Nach Ansicht des früheren Bundesaußenministers Klaus Kienkel hat die internationale Gemeinschaft und Europa während des Bosnien-Kriegs von 1992 bis 1995 schwere Versäumnisse auf sich geladen. Das habe sicherlich auch daran gelegen, dass man sich nicht zu einem gemeinsamen und massiveren Vorgehen hätte entscheiden können.

Moderation: Dirk Müller | 23.07.2008
    Dirk Müller: "Ihr müsst wissen, dass ihr Bosnien-Herzegowina in die Hölle stürzt und das muslimische Volk in den Untergang. Das muslimische Volk kann sich nicht verteidigen, wenn es zum Krieg kommt." Das war Radovan Karadzic im Oktober 1991 vor dem Parlament.

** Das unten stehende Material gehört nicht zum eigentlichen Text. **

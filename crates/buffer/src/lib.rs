// Chunk: docs/chunks/text_buffer - Versioned text buffer with gap buffer backing
// Chunk: docs/chunks/edit_transactions - Atomic edits and offset translation
// Chunk: docs/chunks/text_view_trait - Read-only view shared by buffers and snapshots

//! wsmark-buffer: the document model the whitespace marker observes.
//!
//! This crate provides a gap buffer-backed text buffer with versioned
//! snapshots, atomic edit transactions, offset translation between versions,
//! and dirty line reporting.
//!
//! # Overview
//!
//! The main type is [`TextBuffer`], which provides:
//! - Line-based access through the [`TextView`] trait
//! - Edit transactions ([`TextEdit`]) that apply several changes atomically
//! - Immutable [`Snapshot`]s of any version
//! - Translation of ranges from an older version onto the current one, and
//!   [`TrackingSpan`] anchors built on top of it
//!
//! # Example
//!
//! ```
//! use wsmark_buffer::{DirtyLines, TextBuffer, TextRange, TextView, TrackingMode};
//!
//! let mut buffer = TextBuffer::from_str("let x = 1;  \nlet y = 2;");
//! let anchor = buffer.create_tracking_span(TextRange::new(10, 12), TrackingMode::EdgeInclusive);
//!
//! // Insert a line above the anchored whitespace.
//! let outcome = buffer.insert(0, "// config\n").unwrap();
//! assert_eq!(outcome.dirty, DirtyLines::FromLineToEnd(0));
//! assert_eq!(buffer.line_count(), 3);
//!
//! let moved = anchor.resolve(&buffer).unwrap();
//! assert_eq!(moved, TextRange::new(20, 22));
//! assert_eq!(buffer.slice(moved), "  ");
//! ```
//!
//! # Dirty Line Tracking
//!
//! Each applied edit returns a [`DirtyLines`] value indicating which lines
//! were affected, and the buffer accumulates them for observers:
//!
//! - `DirtyLines::None` - Nothing changed (an empty edit)
//! - `DirtyLines::Single(line)` - Only one line changed
//! - `DirtyLines::Range { from, to }` - Several lines changed in place
//! - `DirtyLines::FromLineToEnd(line)` - All lines from `line` to the end changed
//!   (used when terminators were added or removed)

mod edit;
mod error;
mod gap_buffer;
mod history;
mod line_index;
mod snapshot;
mod text_buffer;
mod text_view;
mod tracking;
mod types;

pub use edit::{EditOutcome, TextEdit};
pub use error::BufferError;
pub use snapshot::Snapshot;
pub use text_buffer::{TextBuffer, DEFAULT_HISTORY_LIMIT};
pub use text_view::TextView;
pub use tracking::TrackingSpan;
pub use types::{DirtyLines, LineExtent, TextRange, TrackingMode, Version};
// Chunk: docs/chunks/whitespace_cache - Incremental trailing whitespace span cache

//! An explicit keyed collection.
//!
//! Items know their own key through [`Keyed`]; the map stores at most one
//! item per key and iterates in key order.

use std::collections::BTreeMap;
use std::fmt;

/// Items that carry the key they are stored under.
pub trait Keyed {
    type Key: Ord + Copy + fmt::Debug;

    fn key(&self) -> Self::Key;
}

/// A map from `T::Key` to `T`, keyed by the items themselves.
#[derive(Debug, Clone)]
pub struct KeyedMap<T: Keyed> {
    items: BTreeMap<T::Key, T>,
}

impl<T: Keyed> KeyedMap<T> {
    pub fn new() -> Self {
        Self {
            items: BTreeMap::new(),
        }
    }

    pub fn len(&self) -> usize {
        self.items.len()
    }

    pub fn is_empty(&self) -> bool {
        self.items.is_empty()
    }

    /// Stores `item` under its own key, returning the item it replaced.
    pub fn upsert(&mut self, item: T) -> Option<T> {
        self.items.insert(item.key(), item)
    }

    pub fn remove(&mut self, key: T::Key) -> Option<T> {
        self.items.remove(&key)
    }

    pub fn contains(&self, key: T::Key) -> bool {
        self.items.contains_key(&key)
    }

    pub fn get(&self, key: T::Key) -> Option<&T> {
        self.items.get(&key)
    }

    /// Iterates over the items in key order.
    pub fn iter(&self) -> impl Iterator<Item = &T> + '_ {
        self.items.values()
    }

    pub fn keys(&self) -> impl Iterator<Item = T::Key> + '_ {
        self.items.keys().copied()
    }

    /// Returns the largest key present.
    pub fn last_key(&self) -> Option<T::Key> {
        self.items.keys().next_back().copied()
    }

    /// Removes every item whose key is `from` or greater, in key order.
    pub fn split_off(&mut self, from: T::Key) -> Vec<T> {
        self.items.split_off(&from).into_values().collect()
    }

    /// Keeps only the items for which `keep` returns true.
    ///
    /// `keep` may modify an item but must not change its key.
    pub fn retain(&mut self, mut keep: impl FnMut(&mut T) -> bool) {
        self.items.retain(|key, item| {
            let keep_item = keep(item);
            debug_assert!(*key == item.key(), "retain must not re-key {key:?}");
            keep_item
        });
    }

}

impl<T: Keyed> Default for KeyedMap<T> {
    fn default() -> Self {
        Self::new()
    }
}
// Chunk: docs/chunks/text_buffer - Versioned text buffer with gap buffer backing

//! Line index for tracking line boundaries in the text buffer.
//!
//! Recognises `\n`, `\r\n` and a lone `\r` as terminators. After an edit
//! the index is rebuilt from the line before the first change; every line
//! start ahead of that point is unaffected.

use crate::types::LineExtent;

/// Tracks line starts and terminator lengths.
///
/// `line_starts[0] == 0` always, and `break_lens` has one entry per line
/// (the last line's terminator length is always 0).
#[derive(Debug, Clone, PartialEq, Eq)]
pub struct LineIndex {
    line_starts: Vec<usize>,
    break_lens: Vec<u8>,
}

impl LineIndex {
    /// Creates a new line index with a single empty line.
    pub fn new() -> Self {
        Self {
            line_starts: vec![0],
            break_lens: vec![0],
        }
    }

    /// Rebuilds the whole index from the given content.
    pub fn rebuild<I>(&mut self, content: I)
    where
        I: IntoIterator<Item = char>,
    {
        self.rebuild_from(0, content);
    }

    /// Rebuilds the index starting at `line`.
    ///
    /// `content` must yield the buffer's characters starting at that line's
    /// (unchanged) start offset.
    pub fn rebuild_from<I>(&mut self, line: usize, content: I)
    where
        I: IntoIterator<Item = char>,
    {
        let line = line.min(self.line_count() - 1);
        self.line_starts.truncate(line + 1);
        self.break_lens.truncate(line);

        let mut offset = self.line_starts[line];
        let mut chars = content.into_iter().peekable();
        while let Some(ch) = chars.next() {
            offset += 1;
            match ch {
                '\n' => self.push_line(offset, 1),
                '\r' if chars.peek() == Some(&'\n') => {
                    chars.next();
                    offset += 1;
                    self.push_line(offset, 2);
                }
                '\r' => self.push_line(offset, 1),
                _ => {}
            }
        }
        self.break_lens.push(0);
    }

    /// Closes the current line with a terminator of `break_len` characters
    /// and opens the next one at `next_start`.
    fn push_line(&mut self, next_start: usize, break_len: u8) {
        self.break_lens.push(break_len);
        self.line_starts.push(next_start);
    }

    /// Returns the number of lines in the buffer.
    ///
    /// A buffer always has at least one line (even if empty).
    pub fn line_count(&self) -> usize {
        self.line_starts.len()
    }

    /// Returns the character offset where the given line starts.
    pub fn line_start(&self, line: usize) -> Option<usize> {
        self.line_starts.get(line).copied()
    }

    /// Returns the bounds of the given line.
    ///
    /// `total_len` is the total number of characters in the buffer.
    pub fn line_extent(&self, line: usize, total_len: usize) -> Option<LineExtent> {
        let start = self.line_start(line)?;
        let extent = match self.line_starts.get(line + 1) {
            Some(&next) => {
                let break_len = usize::from(self.break_lens[line]);
                LineExtent {
                    start,
                    end: next - break_len,
                    end_including_break: next,
                }
            }
            None => LineExtent {
                start,
                end: total_len,
                end_including_break: total_len,
            },
        };
        Some(extent)
    }

    /// Returns the line number containing the given character offset.
    ///
    /// Offsets inside a terminator belong to the line the terminator ends.
    /// Uses binary search for O(log n) lookup.
    pub fn line_at_offset(&self, offset: usize) -> usize {
        match self.line_starts.binary_search(&offset) {
            Ok(line) => line,
            Err(line) => line.saturating_sub(1),
        }
    }

    /// Returns the raw line_starts array (for debug validation).
    #[cfg(any(debug_assertions, test))]
    pub fn line_starts(&self) -> &[usize] {
        &self.line_starts
    }
}

impl Default for LineIndex {
    fn default() -> Self {
        Self::new()
    }
}
// Chunk: docs/chunks/edit_transactions - Atomic edits and offset translation

//! Edit transactions.
//!
//! A [`TextEdit`] mutably borrows its buffer, so a second transaction on the
//! same buffer cannot be opened while one is alive. Changes are expressed in
//! the coordinates of the version the edit was opened on and are validated
//! before anything is written: `apply` either commits every change as one new
//! version or leaves the buffer untouched. Dropping an edit without applying
//! it discards the pending changes.

use crate::error::BufferError;
use crate::text_buffer::TextBuffer;
use crate::types::{DirtyLines, TextRange, Version};

/// A change queued on an open edit.
#[derive(Debug, Clone, PartialEq, Eq)]
pub(crate) struct PendingChange {
    pub range: TextRange,
    pub text: String,
}

/// Result of applying an edit.
#[derive(Debug, Clone, PartialEq, Eq)]
pub struct EditOutcome {
    /// The buffer version after the edit. Unchanged for an empty edit.
    pub version: Version,
    /// Lines that were created or reformatted, in the new version's numbering.
    pub dirty: DirtyLines,
    /// Number of changes committed.
    pub changes: usize,
}

/// An open edit transaction on a [`TextBuffer`].
#[derive(Debug)]
#[must_use = "an edit does nothing until it is applied"]
pub struct TextEdit<'a> {
    buffer: &'a mut TextBuffer,
    base: Version,
    changes: Vec<PendingChange>,
}

impl<'a> TextEdit<'a> {
    pub(crate) fn new(buffer: &'a mut TextBuffer) -> Self {
        let base = buffer.version();
        Self {
            buffer,
            base,
            changes: Vec::new(),
        }
    }

    /// The version every queued offset refers to.
    pub fn base_version(&self) -> Version {
        self.base
    }

    /// Returns true if at least one non-empty change is queued.
    pub fn has_changes(&self) -> bool {
        !self.changes.is_empty()
    }

    /// Queues removal of `range`.
    pub fn delete(&mut self, range: TextRange) -> Result<(), BufferError> {
        self.push(range, String::new())
    }

    /// Queues insertion of `text` at `offset`.
    pub fn insert(&mut self, offset: usize, text: &str) -> Result<(), BufferError> {
        self.push(TextRange::empty(offset), text.to_owned())
    }

    /// Queues replacement of `range` with `text`.
    pub fn replace(&mut self, range: TextRange, text: &str) -> Result<(), BufferError> {
        self.push(range, text.to_owned())
    }

    fn push(&mut self, range: TextRange, text: String) -> Result<(), BufferError> {
        if range.start > range.end {
            return Err(BufferError::InvalidRange {
                start: range.start,
                end: range.end,
            });
        }
        let len = self.buffer.len();
        if range.end > len {
            return Err(BufferError::OutOfBounds {
                offset: range.end,
                len,
            });
        }
        // Deleting nothing and inserting nothing leaves no trace.
        if range.is_empty() && text.is_empty() {
            return Ok(());
        }
        self.changes.push(PendingChange { range, text });
        Ok(())
    }

    /// Commits every queued change as a single new buffer version.
    ///
    /// Fails with [`BufferError::OverlappingEdits`] (and changes nothing) if
    /// two queued changes touch the same characters.
    pub fn apply(self) -> Result<EditOutcome, BufferError> {
        let TextEdit {
            buffer,
            mut changes,
            ..
        } = self;

        // Stable sort keeps queue order for insertions sharing one offset.
        changes.sort_by_key(|change| (change.range.start, change.range.end));
        for pair in changes.windows(2) {
            if pair[1].range.start < pair[0].range.end {
                return Err(BufferError::OverlappingEdits {
                    first: pair[0].range,
                    second: pair[1].range,
                });
            }
        }

        Ok(buffer.commit(changes))
    }

    /// Discards the queued changes.
    pub fn cancel(self) {}
}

Nur ein halbes Jahr nach dieser Sitzung und der Unabhängigkeitserklärung der Bosniaken stürzt Karadzic selbst das Land in den Krieg, organisiert gemeinsam mit Slobodan Milosevic den Aufmarsch serbischer Soldaten gegen muslimische Einheiten in Bosnien. Politisch hautnah miterlebt hat die damalige Entwicklung Klaus Kinkel als deutscher Außenminister. Wir sind gleich mit ihm verabredet.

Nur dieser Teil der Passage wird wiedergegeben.